Exercise data.

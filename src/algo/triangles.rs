/*
 * SPDX-FileCopyrightText: 2025 Sebastiano Vigna
 *
 * SPDX-License-Identifier: Apache-2.0 OR LGPL-2.1-or-later
 */

//! Parallel triangle counting on symmetric graphs.
//!
//! One full-frontier, output-free edge map visits every oriented arc
//! `(s, d)`; for arcs with `s > d` the sorted successor lists of the two
//! endpoints are merge-intersected below `min(s, d)`, so each triangle is
//! counted exactly once, at its highest-numbered node.

use crate::graph::CsrGraph;
use crate::ops::{edge_map_no_output, EdgeOp};
use crate::par;
use crate::subset::VertexSubset;
use std::sync::atomic::{AtomicU64, Ordering};

/// Counts the common elements of two sorted lists, considering only
/// elements smaller than `a_cap` and `b_cap`, respectively.
fn common_below(a: &[usize], b: &[usize], a_cap: usize, b_cap: usize) -> u64 {
    let mut i = 0;
    let mut j = 0;
    let mut count = 0;
    while i < a.len() && j < b.len() && a[i] < a_cap && b[j] < b_cap {
        match a[i].cmp(&b[j]) {
            std::cmp::Ordering::Equal => {
                i += 1;
                j += 1;
                count += 1;
            }
            std::cmp::Ordering::Less => i += 1,
            std::cmp::Ordering::Greater => j += 1,
        }
    }
    count
}

struct CountOp<'a> {
    graph: &'a CsrGraph,
    counts: &'a [AtomicU64],
}

impl CountOp<'_> {
    fn count_arc(&self, s: usize, d: usize) {
        if s > d {
            let common = common_below(
                self.graph.successors(s),
                self.graph.successors(d),
                s,
                d,
            );
            if common > 0 {
                self.counts[s].fetch_add(common, Ordering::Relaxed);
            }
        }
    }
}

impl EdgeOp for CountOp<'_> {
    fn update(&self, s: usize, d: usize) -> bool {
        self.count_arc(s, d);
        true
    }

    fn update_atomic(&self, s: usize, d: usize) -> bool {
        self.count_arc(s, d);
        true
    }
}

/// Counts the triangles of a symmetric graph.
///
/// # Panics
///
/// Panics if the graph is not symmetric.
///
/// # Examples
///
/// ```
/// use mapgraph::algo::triangles;
/// use mapgraph::graph::CsrGraph;
///
/// // K4 contains every 3-subset of its nodes as a triangle.
/// let graph = CsrGraph::symmetric_from_arcs(
///     4,
///     [(0, 1), (0, 2), (0, 3), (1, 2), (1, 3), (2, 3)],
/// );
/// assert_eq!(triangles::count(&graph), 4);
/// ```
pub fn count(graph: &CsrGraph) -> u64 {
    assert!(
        graph.is_symmetric(),
        "Triangle counting requires a symmetric graph"
    );
    let num_nodes = graph.num_nodes();
    let counts: Vec<AtomicU64> = (0..num_nodes).map(|_| AtomicU64::new(0)).collect();
    let op = CountOp {
        graph,
        counts: &counts,
    };
    let mut all = VertexSubset::full(num_nodes);
    edge_map_no_output(graph, &mut all, &op);

    let counts: Vec<u64> = counts.into_iter().map(AtomicU64::into_inner).collect();
    par::plus_reduce(&counts)
}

What the task asks.
Give each entry again, spelled exactly as shown.

Response to the exercise.
filename src/algo/triangles.rs
/*
 * SPDX-FileCopyrightText: 2025 Sebastiano Vigna
 *
 * SPDX-License-Identifier: Apache-2.0 OR LGPL-2.1-or-later
 */

//! Parallel triangle counting on symmetric graphs.
//!
//! One full-frontier, output-free edge map visits every oriented arc
//! `(s, d)`; for arcs with `s > d` the sorted successor lists of the two
//! endpoints are merge-intersected below `min(s, d)`, so each triangle is
//! counted exactly once, at its highest-numbered node.

use crate::graph::CsrGraph;
use crate::ops::{edge_map_no_output, EdgeOp};
use crate::par;
use crate::subset::VertexSubset;
use std::sync::atomic::{AtomicU64, Ordering};

/// Counts the common elements of two sorted lists, considering only
/// elements smaller than `a_cap` and `b_cap`, respectively.
fn common_below(a: &[usize], b: &[usize], a_cap: usize, b_cap: usize) -> u64 {
    let mut i = 0;
    let mut j = 0;
    let mut count = 0;
    while i < a.len() && j < b.len() && a[i] < a_cap && b[j] < b_cap {
        match a[i].cmp(&b[j]) {
            std::cmp::Ordering::Equal => {
                i += 1;
                j += 1;
                count += 1;
            }
            std::cmp::Ordering::Less => i += 1,
            std::cmp::Ordering::Greater => j += 1,
        }
    }
    count
}

struct CountOp<'a> {
    graph: &'a CsrGraph,
    counts: &'a [AtomicU64],
}

impl CountOp<'_> {
    fn count_arc(&self, s: usize, d: usize) {
        if s > d {
            let common = common_below(
                self.graph.successors(s),
                self.graph.successors(d),
                s,
                d,
            );
            if common > 0 {
                self.counts[s].fetch_add(common, Ordering::Relaxed);
            }
        }
    }
}

impl EdgeOp for CountOp<'_> {
    fn update(&self, s: usize, d: usize) -> bool {
        self.count_arc(s, d);
        true
    }

    fn update_atomic(&self, s: usize, d: usize) -> bool {
        self.count_arc(s, d);
        true
    }
}

/// Counts the triangles of a symmetric graph.
///
/// # Panics
///
/// Panics if the graph is not symmetric.
///
/// # Examples
///
/// ```
/// use mapgraph::algo::triangles;
/// use mapgraph::graph::CsrGraph;
///
/// // K4 contains every 3-subset of its nodes as a triangle.
/// let graph = CsrGraph::symmetric_from_arcs(
///     4,
///     [(0, 1), (0, 2), (0, 3), (1, 2), (1, 3), (2, 3)],
/// );
/// assert_eq!(triangles::count(&graph), 4);
/// ```
pub fn count(graph: &CsrGraph) -> u64 {
    assert!(
        graph.is_symmetric(),
        "Triangle counting requires a symmetric graph"
    );
    let num_nodes = graph.num_nodes();
    let counts: Vec<AtomicU64> = (0..num_nodes).map(|_| AtomicU64::new(0)).collect();
    let op = CountOp {
        graph,
        counts: &counts,
    };
    let mut all = VertexSubset::full(num_nodes);
    edge_map_no_output(graph, &mut all, &op);

    let counts: Vec<u64> = counts.into_iter().map(AtomicU64::into_inner).collect();
    par::plus_reduce(&counts)
}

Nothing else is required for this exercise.